| INSTRUCTIONS TO FOLLOW |
Please say how many lines in the records below contain the word "spans". Give only the number.

(Saved entries)
------------------------------------------------------------

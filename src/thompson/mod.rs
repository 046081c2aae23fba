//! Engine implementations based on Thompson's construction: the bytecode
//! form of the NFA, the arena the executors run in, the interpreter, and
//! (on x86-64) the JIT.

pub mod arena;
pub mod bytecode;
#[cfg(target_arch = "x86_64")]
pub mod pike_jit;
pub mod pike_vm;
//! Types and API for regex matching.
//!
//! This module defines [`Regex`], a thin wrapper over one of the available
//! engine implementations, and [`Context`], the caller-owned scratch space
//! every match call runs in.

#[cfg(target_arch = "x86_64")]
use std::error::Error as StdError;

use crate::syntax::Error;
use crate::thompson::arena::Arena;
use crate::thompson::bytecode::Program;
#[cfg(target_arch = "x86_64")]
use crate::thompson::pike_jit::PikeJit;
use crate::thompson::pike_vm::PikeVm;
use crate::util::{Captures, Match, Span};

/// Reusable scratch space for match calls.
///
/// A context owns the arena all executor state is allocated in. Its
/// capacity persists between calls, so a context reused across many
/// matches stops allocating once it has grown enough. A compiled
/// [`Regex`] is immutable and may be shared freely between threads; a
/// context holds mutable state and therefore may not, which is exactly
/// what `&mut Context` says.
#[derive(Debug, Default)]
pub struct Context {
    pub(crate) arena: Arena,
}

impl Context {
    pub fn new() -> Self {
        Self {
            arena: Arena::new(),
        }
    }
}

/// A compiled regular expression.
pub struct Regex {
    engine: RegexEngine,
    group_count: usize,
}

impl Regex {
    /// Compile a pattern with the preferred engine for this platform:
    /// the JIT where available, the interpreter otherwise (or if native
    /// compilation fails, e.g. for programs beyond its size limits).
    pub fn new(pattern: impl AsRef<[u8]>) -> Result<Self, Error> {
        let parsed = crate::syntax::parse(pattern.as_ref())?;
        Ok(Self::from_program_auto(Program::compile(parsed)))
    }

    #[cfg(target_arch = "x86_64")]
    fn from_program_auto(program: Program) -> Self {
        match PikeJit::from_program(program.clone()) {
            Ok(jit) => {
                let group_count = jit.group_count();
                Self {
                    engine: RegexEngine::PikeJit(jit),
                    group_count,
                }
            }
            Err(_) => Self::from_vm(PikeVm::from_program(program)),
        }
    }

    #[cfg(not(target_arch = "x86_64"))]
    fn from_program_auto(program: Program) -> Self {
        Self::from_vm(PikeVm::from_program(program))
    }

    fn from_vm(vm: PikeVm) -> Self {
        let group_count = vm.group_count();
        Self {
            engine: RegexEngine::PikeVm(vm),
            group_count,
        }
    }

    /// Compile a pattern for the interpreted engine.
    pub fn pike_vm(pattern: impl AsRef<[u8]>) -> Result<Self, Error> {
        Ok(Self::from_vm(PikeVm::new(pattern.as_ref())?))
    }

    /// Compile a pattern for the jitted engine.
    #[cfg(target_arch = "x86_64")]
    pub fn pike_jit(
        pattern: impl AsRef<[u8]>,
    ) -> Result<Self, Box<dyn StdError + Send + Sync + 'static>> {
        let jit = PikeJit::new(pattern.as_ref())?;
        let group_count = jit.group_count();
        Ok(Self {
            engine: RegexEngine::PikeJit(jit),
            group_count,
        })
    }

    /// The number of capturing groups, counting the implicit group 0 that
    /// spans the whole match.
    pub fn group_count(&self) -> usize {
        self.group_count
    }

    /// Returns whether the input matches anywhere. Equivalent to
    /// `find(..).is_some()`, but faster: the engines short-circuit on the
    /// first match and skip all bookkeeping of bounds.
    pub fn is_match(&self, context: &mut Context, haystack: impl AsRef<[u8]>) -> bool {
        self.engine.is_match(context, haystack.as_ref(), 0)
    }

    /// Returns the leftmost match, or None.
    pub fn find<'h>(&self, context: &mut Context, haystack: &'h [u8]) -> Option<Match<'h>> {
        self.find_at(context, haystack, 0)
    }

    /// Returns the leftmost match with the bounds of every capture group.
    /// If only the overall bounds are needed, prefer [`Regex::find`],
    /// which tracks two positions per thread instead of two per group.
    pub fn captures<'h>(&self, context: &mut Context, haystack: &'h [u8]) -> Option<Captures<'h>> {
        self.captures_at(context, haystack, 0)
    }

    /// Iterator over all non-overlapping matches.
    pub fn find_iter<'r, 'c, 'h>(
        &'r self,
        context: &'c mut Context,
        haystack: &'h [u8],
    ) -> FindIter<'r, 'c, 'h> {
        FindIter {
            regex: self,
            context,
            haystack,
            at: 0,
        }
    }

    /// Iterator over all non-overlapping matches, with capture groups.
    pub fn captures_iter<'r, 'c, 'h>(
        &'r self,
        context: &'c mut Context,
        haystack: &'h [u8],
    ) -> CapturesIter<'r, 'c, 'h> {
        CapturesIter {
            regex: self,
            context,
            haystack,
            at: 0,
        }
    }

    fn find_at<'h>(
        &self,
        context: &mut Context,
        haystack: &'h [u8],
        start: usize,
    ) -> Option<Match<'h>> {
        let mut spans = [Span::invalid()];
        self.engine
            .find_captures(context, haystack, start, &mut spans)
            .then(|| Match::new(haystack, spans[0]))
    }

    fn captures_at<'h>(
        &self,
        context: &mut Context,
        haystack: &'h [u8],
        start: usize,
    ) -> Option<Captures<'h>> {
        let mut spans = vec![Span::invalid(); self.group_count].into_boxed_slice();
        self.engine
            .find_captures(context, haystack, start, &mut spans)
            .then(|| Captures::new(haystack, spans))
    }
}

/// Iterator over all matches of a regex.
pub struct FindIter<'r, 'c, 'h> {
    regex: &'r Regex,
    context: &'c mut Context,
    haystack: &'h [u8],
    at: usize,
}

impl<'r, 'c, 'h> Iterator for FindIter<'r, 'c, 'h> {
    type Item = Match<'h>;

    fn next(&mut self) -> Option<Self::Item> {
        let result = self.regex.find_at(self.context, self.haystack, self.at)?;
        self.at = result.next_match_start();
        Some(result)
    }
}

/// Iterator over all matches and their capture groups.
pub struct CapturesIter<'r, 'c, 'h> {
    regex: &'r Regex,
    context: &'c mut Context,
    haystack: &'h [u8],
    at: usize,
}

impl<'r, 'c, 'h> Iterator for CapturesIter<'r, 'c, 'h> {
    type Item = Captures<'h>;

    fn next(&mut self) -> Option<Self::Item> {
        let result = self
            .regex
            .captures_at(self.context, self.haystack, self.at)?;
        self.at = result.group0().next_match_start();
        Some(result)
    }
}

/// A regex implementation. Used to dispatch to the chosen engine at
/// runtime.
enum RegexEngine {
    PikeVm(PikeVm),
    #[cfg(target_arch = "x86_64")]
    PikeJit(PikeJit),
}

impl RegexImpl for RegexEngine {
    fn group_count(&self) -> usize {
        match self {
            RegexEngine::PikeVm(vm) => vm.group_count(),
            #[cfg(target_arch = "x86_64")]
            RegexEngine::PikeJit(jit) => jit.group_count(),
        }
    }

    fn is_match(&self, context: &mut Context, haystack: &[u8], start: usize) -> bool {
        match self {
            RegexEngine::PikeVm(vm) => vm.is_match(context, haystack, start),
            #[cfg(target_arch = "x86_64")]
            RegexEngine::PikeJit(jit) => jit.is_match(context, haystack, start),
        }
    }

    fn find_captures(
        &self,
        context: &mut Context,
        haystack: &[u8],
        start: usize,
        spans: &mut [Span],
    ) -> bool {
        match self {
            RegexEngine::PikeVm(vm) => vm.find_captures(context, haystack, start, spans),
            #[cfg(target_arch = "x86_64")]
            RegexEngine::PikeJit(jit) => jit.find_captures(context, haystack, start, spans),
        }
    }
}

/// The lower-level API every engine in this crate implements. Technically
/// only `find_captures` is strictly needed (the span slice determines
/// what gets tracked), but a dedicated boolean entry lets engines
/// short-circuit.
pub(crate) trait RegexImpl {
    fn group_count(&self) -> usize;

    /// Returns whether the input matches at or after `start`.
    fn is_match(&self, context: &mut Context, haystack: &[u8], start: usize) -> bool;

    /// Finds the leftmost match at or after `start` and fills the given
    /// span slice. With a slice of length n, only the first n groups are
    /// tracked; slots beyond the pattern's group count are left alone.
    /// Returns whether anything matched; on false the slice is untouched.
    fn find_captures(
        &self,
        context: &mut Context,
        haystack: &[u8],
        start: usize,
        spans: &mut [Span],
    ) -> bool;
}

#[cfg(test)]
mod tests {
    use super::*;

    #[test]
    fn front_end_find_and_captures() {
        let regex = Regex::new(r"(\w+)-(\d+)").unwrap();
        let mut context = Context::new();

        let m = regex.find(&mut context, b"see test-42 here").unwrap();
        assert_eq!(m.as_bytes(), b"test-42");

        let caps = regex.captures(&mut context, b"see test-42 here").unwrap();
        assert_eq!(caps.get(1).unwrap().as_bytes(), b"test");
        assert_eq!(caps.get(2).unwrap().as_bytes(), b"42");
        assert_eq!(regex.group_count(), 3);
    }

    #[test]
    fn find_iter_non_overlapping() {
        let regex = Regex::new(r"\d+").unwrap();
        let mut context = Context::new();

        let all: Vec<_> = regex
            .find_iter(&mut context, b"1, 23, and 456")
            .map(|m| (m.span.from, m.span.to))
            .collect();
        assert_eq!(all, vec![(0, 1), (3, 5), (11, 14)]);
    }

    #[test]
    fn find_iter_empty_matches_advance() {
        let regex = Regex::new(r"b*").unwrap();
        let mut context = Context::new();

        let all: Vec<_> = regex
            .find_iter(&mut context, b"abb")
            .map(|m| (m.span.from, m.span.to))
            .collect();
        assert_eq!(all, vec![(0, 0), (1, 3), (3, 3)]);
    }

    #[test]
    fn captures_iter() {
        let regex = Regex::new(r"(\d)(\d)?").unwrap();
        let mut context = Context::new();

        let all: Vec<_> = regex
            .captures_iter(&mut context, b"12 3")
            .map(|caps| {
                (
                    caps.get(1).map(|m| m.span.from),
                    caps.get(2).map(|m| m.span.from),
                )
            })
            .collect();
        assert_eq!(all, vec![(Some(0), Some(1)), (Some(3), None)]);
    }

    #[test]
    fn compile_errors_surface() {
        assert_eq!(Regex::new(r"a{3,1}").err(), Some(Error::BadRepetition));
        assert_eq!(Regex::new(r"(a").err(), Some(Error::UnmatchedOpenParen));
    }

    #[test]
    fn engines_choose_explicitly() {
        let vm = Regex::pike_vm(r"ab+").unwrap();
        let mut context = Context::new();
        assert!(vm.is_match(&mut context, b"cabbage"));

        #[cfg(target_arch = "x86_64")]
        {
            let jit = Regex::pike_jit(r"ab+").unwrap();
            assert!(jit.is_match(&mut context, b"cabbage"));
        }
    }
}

------------------------------------------------------------

| ANSWER TO THIS PROBLEM |
11